A research team has successfully utilized human respiratory organoids (mini-organs) to propagate human rhinovirus C (HRV-C), which had previously been refractory to conventional virus cultivation. This breakthrough opens new avenues for understanding these common respiratory viruses and expediting the development of vaccines and antiviral drugs. The findings are published in the latest issue of Nature Communications.
This milestone in virology research was achieved by a team led by Professor Jane Zhou Jie and Professor Yuen Kwok-Yung, from the Department of Microbiology under the School of Clinical Medicine in the LKS Faculty of Medicine of the University of Hong Kong (HKUMed), in collaboration with Professor Hans Clevers from the Hubrecht Institute, a pioneer in organoid technology.
HRV-C background
Human rhinoviruses (HRV), the primary pathogens for the common cold, are highly transmissible, causing upper respiratory infections throughout the year. So far, more than 160 HRV serotypes have been identified and categorized into types A, B and C; and more than 60 subtypes of HRV-C have been discovered since 2006.
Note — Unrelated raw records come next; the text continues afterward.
//! The five-stage packaging pipeline.
//!
//! Archive, publish, digest, render, publish descriptor — in that order,
//! each stage completing before the next begins. There are no loops or
//! retries; the only conditional behavior is the pair of existence checks
//! inside [`crate::publish`].

use std::path::PathBuf;

use anyhow::Result;

use crate::clock::Clock;
use crate::config::PackagerConfig;
use crate::descriptor::{self, FeedValues};
use crate::{archive, digest, naming, publish};

/// Outputs of a completed run.
#[derive(Debug, Clone)]
pub struct RunSummary {
    /// Published archive inside the distribution directory.
    pub artifact_path: PathBuf,
    /// Published descriptor inside the distribution directory.
    pub descriptor_path: PathBuf,
    /// Lowercase hex SHA-1 of the published archive.
    pub sha1: String,
}

/// Run the full pipeline.
///
/// The archive is created in the current working directory under its dated
/// name, then moved into the distribution directory. The artifact name is
/// derived from the local date at run start; the feed timestamp from UTC.
pub fn run(config: &PackagerConfig, clock: &dyn Clock) -> Result<RunSummary> {
    let today = clock.now_local().date();
    let file_name = naming::artifact_file_name(&config.artifact_prefix, today);

    println!(
        "[package:archive] packing '{}' into '{}'",
        config.source_dir.display(),
        file_name
    );
    let staged = PathBuf::from(&file_name);
    archive::create_archive(&config.source_dir, &staged)?;

    let artifact_path = publish::publish_artifact(&staged, &config.dist_dir)?;
    println!(
        "[package:publish] artifact at '{}'",
        artifact_path.display()
    );

    let sha1 = digest::sha1_file(&artifact_path)?;
    println!("[package:digest] sha1 {sha1}");

    let template = descriptor::load_template(&config.template_path)?;
    let rendered = descriptor::render(
        &template,
        &FeedValues {
            file_name,
            sha1: sha1.clone(),
            release_date: naming::release_date(today),
            timestamp: naming::feed_timestamp(clock.now_utc()),
        },
    );

    let descriptor_path = config.dist_dir.join(&config.descriptor_name);
    publish::publish_descriptor(&rendered, &descriptor_path)?;
    println!(
        "[package:descriptor] feed at '{}'",
        descriptor_path.display()
    );

    Ok(RunSummary {
        artifact_path,
        descriptor_path,
        sha1,
    })
}
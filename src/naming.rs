//! Artifact naming and feed date/time formatting.

use time::{Date, OffsetDateTime};

/// Artifact file name: `<prefix>MM.DD.YYYY.zip`, zero-padded month and day.
pub fn artifact_file_name(prefix: &str, date: Date) -> String {
    format!(
        "{prefix}{:02}.{:02}.{:04}.zip",
        date.month() as u8,
        date.day(),
        date.year()
    )
}

/// Release date field of the feed: `YYYYMMDD`.
pub fn release_date(date: Date) -> String {
    format!(
        "{:04}{:02}{:02}",
        date.year(),
        date.month() as u8,
        date.day()
    )
}

/// Feed timestamp: `YYYY-MM-DDTHH:MM:SS.000Z`.
///
/// The milliseconds field is always the literal `000`, never the actual
/// sub-second time. The update-feed reader matches on this exact string
/// shape, so it is preserved verbatim.
pub fn feed_timestamp(now_utc: OffsetDateTime) -> String {
    format!(
        "{:04}-{:02}-{:02}T{:02}:{:02}:{:02}.000Z",
        now_utc.year(),
        now_utc.month() as u8,
        now_utc.day(),
        now_utc.hour(),
        now_utc.minute(),
        now_utc.second()
    )
}
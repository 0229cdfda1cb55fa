use crate::arena::Entry;

/// An enum representing the color of a node in a red black tree.
#[derive(Clone, Copy, Debug, Eq, PartialEq)]
pub enum Color {
    Red,
    Black,
}

/// A struct representing an internal node of a red black tree.
///
/// Links are arena handles. `left` and `right` name the children the node owns, `parent` is a
/// plain back-reference and is `None` only for the root.
pub struct Node<T, U> {
    pub key: T,
    pub value: U,
    pub color: Color,
    pub left: Option<Entry>,
    pub right: Option<Entry>,
    pub parent: Option<Entry>,
}

impl<T, U> Node<T, U> {
    /// New nodes are red and detached.
    pub fn new(key: T, value: U) -> Self {
        Node {
            key,
            value,
            color: Color::Red,
            left: None,
            right: None,
            parent: None,
        }
    }

    pub fn is_red(&self) -> bool {
        self.color == Color::Red
    }

    pub fn is_black(&self) -> bool {
        self.color == Color::Black
    }

    pub fn has_left(&self) -> bool {
        self.left.is_some()
    }

    pub fn has_right(&self) -> bool {
        self.right.is_some()
    }

    pub fn children_count(&self) -> usize {
        self.has_left() as usize + self.has_right() as usize
    }

    /// Returns the only child of a node with at most one child.
    pub fn single_child(&self) -> Option<Entry> {
        self.left.or(self.right)
    }
}
//! Chunked slab allocator that backs the nodes of the trees in this crate.

use std::mem;
use std::ops::{Index, IndexMut};

/// A handle to an object stored in a `TypedArena<T>`.
///
/// Handles are plain values: copying one never copies the object it points to, so they can be
/// used freely as parent and child links between tree nodes.
#[derive(Clone, Copy, Debug, Eq, Hash, PartialEq)]
pub struct Entry {
    chunk_index: usize,
    block_index: usize,
}

enum Block<T> {
    Occupied(T),
    Vacant(Option<Entry>),
}

/// An allocator for objects of a single type.
///
/// Objects are stored in fixed-size chunks, so growing the arena never moves existing objects.
/// Freed blocks are threaded onto a free list and reused by later allocations. Everything stored
/// in the arena is dropped when the arena is dropped or cleared.
///
/// # Examples
///
/// ```
/// use rbtree_collections::arena::TypedArena;
///
/// let mut arena = TypedArena::new(16);
///
/// let x = arena.allocate(1);
/// assert_eq!(arena[x], 1);
///
/// arena[x] += 1;
/// assert_eq!(arena[x], 2);
///
/// assert_eq!(arena.free(&x), 2);
/// assert!(arena.is_empty());
/// ```
pub struct TypedArena<T> {
    head: Option<Entry>,
    chunks: Vec<Vec<Block<T>>>,
    chunk_size: usize,
    len: usize,
    capacity: usize,
}

impl<T> TypedArena<T> {
    fn is_valid_entry(&self, entry: &Entry) -> bool {
        entry.chunk_index < self.chunks.len()
            && entry.block_index < self.chunks[entry.chunk_index].len()
    }

    /// Constructs a new, empty `TypedArena<T>` that holds `chunk_size` objects per chunk. A chunk
    /// size of zero is treated as one.
    ///
    /// # Examples
    ///
    /// ```
    /// use rbtree_collections::arena::TypedArena;
    ///
    /// let arena: TypedArena<u32> = TypedArena::new(1024);
    /// assert_eq!(arena.chunk_size(), 1024);
    /// ```
    pub fn new(chunk_size: usize) -> Self {
        TypedArena {
            head: None,
            chunks: Vec::new(),
            chunk_size: chunk_size.max(1),
            len: 0,
            capacity: 0,
        }
    }

    /// Stores an object in the arena and returns the handle used to reach it.
    ///
    /// # Examples
    ///
    /// ```
    /// use rbtree_collections::arena::TypedArena;
    ///
    /// let mut arena = TypedArena::new(1024);
    /// let x = arena.allocate(0);
    /// assert_eq!(arena.get(&x), Some(&0));
    /// ```
    pub fn allocate(&mut self, value: T) -> Entry {
        if let Some(entry) = self.head.take() {
            let vacant_block = mem::replace(
                &mut self.chunks[entry.chunk_index][entry.block_index],
                Block::Occupied(value),
            );
            self.head = match vacant_block {
                Block::Vacant(next_entry) => next_entry,
                Block::Occupied(_) => panic!("Expected the free list to point at a vacant block."),
            };
            self.len += 1;
            return entry;
        }

        if self.len == self.capacity {
            self.chunks.push(Vec::with_capacity(self.chunk_size));
            self.capacity += self.chunk_size;
        }
        self.len += 1;

        let chunk_index = self.chunks.len() - 1;
        let last_chunk = &mut self.chunks[chunk_index];
        last_chunk.push(Block::Occupied(value));
        Entry {
            chunk_index,
            block_index: last_chunk.len() - 1,
        }
    }

    /// Removes an object from the arena and returns it. The handle may be handed out again by a
    /// later allocation.
    ///
    /// # Panics
    ///
    /// Panics if the handle is out of bounds or refers to a vacant block.
    ///
    /// # Examples
    ///
    /// ```
    /// use rbtree_collections::arena::TypedArena;
    ///
    /// let mut arena = TypedArena::new(1024);
    /// let x = arena.allocate(0);
    /// assert_eq!(arena.free(&x), 0);
    /// assert_eq!(arena.get(&x), None);
    /// ```
    pub fn free(&mut self, entry: &Entry) -> T {
        if !self.is_valid_entry(entry) {
            panic!("Error: attempting to free invalid block.");
        }
        let block = &mut self.chunks[entry.chunk_index][entry.block_index];
        if let Block::Vacant(_) = block {
            panic!("Error: attempting to free vacant block.");
        }
        match mem::replace(block, Block::Vacant(self.head.take())) {
            Block::Occupied(value) => {
                self.len -= 1;
                self.head = Some(*entry);
                value
            },
            Block::Vacant(_) => unreachable!(),
        }
    }

    /// Returns an immutable reference to an object, or `None` if the handle does not refer to a
    /// live object.
    pub fn get(&self, entry: &Entry) -> Option<&T> {
        if !self.is_valid_entry(entry) {
            return None;
        }
        match self.chunks[entry.chunk_index][entry.block_index] {
            Block::Occupied(ref value) => Some(value),
            Block::Vacant(_) => None,
        }
    }

    /// Returns a mutable reference to an object, or `None` if the handle does not refer to a live
    /// object.
    ///
    /// # Examples
    ///
    /// ```
    /// use rbtree_collections::arena::TypedArena;
    ///
    /// let mut arena = TypedArena::new(1024);
    /// let x = arena.allocate(0);
    /// *arena.get_mut(&x).unwrap() = 3;
    /// assert_eq!(arena[x], 3);
    /// ```
    pub fn get_mut(&mut self, entry: &Entry) -> Option<&mut T> {
        if !self.is_valid_entry(entry) {
            return None;
        }
        match self.chunks[entry.chunk_index][entry.block_index] {
            Block::Occupied(ref mut value) => Some(value),
            Block::Vacant(_) => None,
        }
    }

    /// Drops every object in the arena and releases its chunks. Previously issued handles become
    /// invalid.
    pub fn clear(&mut self) {
        self.head = None;
        self.chunks.clear();
        self.len = 0;
        self.capacity = 0;
    }

    /// Returns the number of live objects in the arena.
    pub fn len(&self) -> usize {
        self.len
    }

    /// Returns `true` if the arena holds no live objects.
    pub fn is_empty(&self) -> bool {
        self.len == 0
    }

    /// Returns the number of objects stored per chunk.
    pub fn chunk_size(&self) -> usize {
        self.chunk_size
    }
}

impl<T> Index<Entry> for TypedArena<T> {
    type Output = T;

    fn index(&self, entry: Entry) -> &Self::Output {
        self.get(&entry).expect("Error: entry out of bounds.")
    }
}

impl<T> IndexMut<Entry> for TypedArena<T> {
    fn index_mut(&mut self, entry: Entry) -> &mut Self::Output {
        self.get_mut(&entry).expect("Error: entry out of bounds.")
    }
}
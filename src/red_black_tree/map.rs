use crate::error::Result;
use crate::red_black_tree::config::TreeConfig;
use crate::red_black_tree::iter::{
    Keys, PostOrderIter, PreOrderIter, RedBlackMapIntoIter, RedBlackMapIter, Values,
};
use crate::red_black_tree::node::Color;
use crate::red_black_tree::tree::Tree;
use std::borrow::Borrow;
use std::fmt;
use std::iter::FromIterator;
use std::mem;
use std::ops::{Index, IndexMut};

/// An ordered map implemented using a red black tree.
///
/// A red black tree is a self-balancing binary search tree that colors every node red or black.
/// The root is black, no red node has a red child, and every path from the root to an empty
/// child passes through the same number of black nodes, so the height of the tree stays within
/// `2 * log2(n + 1)`.
///
/// # Examples
///
/// ```
/// use rbtree_collections::error::Error;
/// use rbtree_collections::red_black_tree::RedBlackMap;
///
/// let mut map = RedBlackMap::new();
/// map.insert(0, 1).unwrap();
/// map.insert(3, 4).unwrap();
///
/// assert_eq!(map[&0], 1);
/// assert_eq!(map.get(&1), None);
/// assert_eq!(map.len(), 2);
///
/// assert_eq!(map.min(), Ok(&0));
/// assert_eq!(map.ceil(&2), Some(&3));
///
/// map[&0] = 2;
/// assert_eq!(map.insert(0, 5), Err(Error::DuplicateKey));
/// assert_eq!(map.remove(&0), Ok((0, 2)));
/// assert_eq!(map.remove(&1), Err(Error::KeyNotFound));
/// ```
pub struct RedBlackMap<T, U> {
    tree: Tree<T, U>,
}
use proptest::prelude::*;
use rbtree_collections::red_black_tree::{Color, RedBlackMap, RedBlackSet};
use rbtree_collections::Error;
use std::collections::{BTreeMap, BTreeSet};

#[derive(Clone, Debug)]
enum Operation {
    Insert(u16, u32),
    Remove(u16),
    Update(u16, u32),
}

fn operation() -> impl Strategy<Value = Operation> {
    prop_oneof![
        (0..256u16, any::<u32>()).prop_map(|(key, value)| Operation::Insert(key, value)),
        (0..256u16).prop_map(Operation::Remove),
        (0..256u16, any::<u32>()).prop_map(|(key, value)| Operation::Update(key, value)),
    ]
}

proptest! {
    #[test]
    fn prop_map_agrees_with_btreemap(operations in prop::collection::vec(operation(), 0..400)) {
        let mut map = RedBlackMap::new();
        let mut expected = BTreeMap::new();

        for operation in operations {
            match operation {
                Operation::Insert(key, value) => {
                    let actual = map.insert(key, value);
                    if expected.contains_key(&key) {
                        prop_assert_eq!(actual, Err(Error::DuplicateKey));
                    } else {
                        prop_assert_eq!(actual, Ok(()));
                        expected.insert(key, value);
                    }
                },
                Operation::Remove(key) => {
                    let actual = map.remove(&key).ok();
                    prop_assert_eq!(actual, expected.remove(&key).map(|value| (key, value)));
                },
                Operation::Update(key, value) => {
                    let actual = map.update(&key, value).ok();
                    let old = expected.get_mut(&key).map(|old| std::mem::replace(old, value));
                    prop_assert_eq!(actual, old);
                },
            }
            prop_assert!(map.validate().is_ok());
            prop_assert_eq!(map.len(), expected.len());
        }

        prop_assert_eq!(
            map.into_iter().collect::<Vec<(u16, u32)>>(),
            expected.into_iter().collect::<Vec<(u16, u32)>>(),
        );
    }

    #[test]
    fn prop_in_order_is_sorted_and_unique(keys in prop::collection::vec(any::<i32>(), 0..300)) {
        let set: RedBlackSet<i32> = keys.iter().cloned().collect();
        let expected: Vec<i32> = keys.into_iter().collect::<BTreeSet<i32>>().into_iter().collect();

        prop_assert_eq!(set.len(), expected.len());
        prop_assert_eq!(set.iter().cloned().collect::<Vec<i32>>(), expected);
    }

    #[test]
    fn prop_height_is_logarithmic(keys in prop::collection::vec(any::<u32>(), 1..500)) {
        let set: RedBlackSet<u32> = keys.into_iter().collect();
        let bound = 2.0 * ((set.len() + 1) as f64).log2();

        prop_assert!(set.height() as f64 <= bound);
        prop_assert_eq!(set.pre_order().count(), set.len());
    }

    #[test]
    fn prop_remove_everything_empties_tree(keys in prop::collection::btree_set(any::<u16>(), 0..300)) {
        let mut set: RedBlackSet<u16> = keys.iter().cloned().collect();

        for key in keys.iter().rev() {
            prop_assert_eq!(set.remove(key), Ok(*key));
            prop_assert!(set.validate().is_ok());
        }
        prop_assert!(set.is_empty());
        prop_assert_eq!(set.height(), 0);
        prop_assert_eq!(set.min(), Err(Error::EmptyTree));
    }

    #[test]
    fn prop_duplicate_insert_is_rejected(keys in prop::collection::btree_set(any::<u16>(), 1..200)) {
        let mut set: RedBlackSet<u16> = keys.iter().cloned().collect();

        for key in &keys {
            prop_assert_eq!(set.insert(*key), Err(Error::DuplicateKey));
        }
        prop_assert_eq!(set.len(), keys.len());
        prop_assert_eq!(set.root_color(), Some(Color::Black));
    }

    #[test]
    fn prop_multiset_matches_sorted_vec(keys in prop::collection::vec(0..20u8, 0..300)) {
        let mut set = RedBlackSet::with_duplicates();
        for key in &keys {
            prop_assert_eq!(set.insert(*key), Ok(()));
        }

        let mut expected = keys;
        expected.sort();
        prop_assert!(set.validate().is_ok());
        prop_assert_eq!(set.to_sorted_vec(), expected);
    }
}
HRV-C infections are generally associated with more severe symptoms and linked to the exacerbation of asthma and other chronic respiratory diseases. In the past two decades, no experimental models have been available for the large family of HRV-C due to their inability to culture in conventional cell lines in the laboratories, which has impeded research progress in developing antivirals and vaccines for HRV-C infections.
Therefore, there was an urgent need to develop new methods to culture HRV-C to develop corresponding vaccines and potent drugs to address its threat to public health. The innovative use of human respiratory organoids established by the HKUMed research team has overcome this barrier, providing a novel model system for studying and combating HRV-C.
World-first human respiratory organoids
The research team, in collaboration with Professor Hans Clevers, has dedicated seven years to establishing the world's first respiratory organoid culture system using lung adult stem cells and nasal epithelial cells. Through well-defined expansion and differentiation approaches, the team has successfully established mature nasal mucosa, airway and alveolar organoids.
The pioneering respiratory organoid culture system allows scientists to efficiently and stably reconstruct and expand the entire human respiratory epithelium in the laboratory. These award-winning biologically active respiratory organoids have become robust universal tools for studying respiratory biology and related diseases.
Research findings
The research team utilized the respiratory organoids to isolate and consecutively propagate HRV-C, followed by an in-depth characterization of virus-host interaction. They demonstrated that both airway organoids and nasal organoids are highly susceptible to HRV-C and are capable of effectively isolating the virus from clinical samples.
With immunosuppression mediated by a small molecule, airway organoids sustain serial HRV-C passage, while nasal organoids achieve this without any intervention. Moreover, nasal organoids are more sensitive to HRV-C infection than airway organoids, probably because of the stronger antiviral response of airway organoids.
Finally, the study demonstrated the application of the organoid-based HRV-C infection model for drug screening. This innovative model can therefore be utilized to develop HRV-C vaccines and antiviral drugs.
Professor Jane Zhou Jie, who led the research, highlighted the unparalleled strength of human respiratory organoids in studying HRV-C, stating, "Our study underscores the unique capacity of respiratory organoids for studying HRV-C, from reproducible propagation of the poorly cultivable virus to detailed dissection of virus-host interaction, and potential applications for developing vaccines and antivirals.
"More importantly, this study establishes a new paradigm for propagating and studying other uncultivable human viruses. The biologically active respiratory organoids enable scientists to recapitulate respiratory viral infections, evaluate drug efficacy, and develop vaccines and therapeutics to address the public health risks posed by respiratory viruses."
Professor Kelvin To Kai-wang, Chairperson and Clinical Professor from the same Department, remarked, "The breakthrough research by the team in HRV-C research showcases the Faculty's unwavering commitment to scientific innovation and provides crucial scientific support for the implementation of public health policies."
Professor Yuen Kwok-Yung, Chair Professor, also from the Department of Microbiology, emphasized, "This is a landmark study, opening a new avenue for tackling this common cold virus."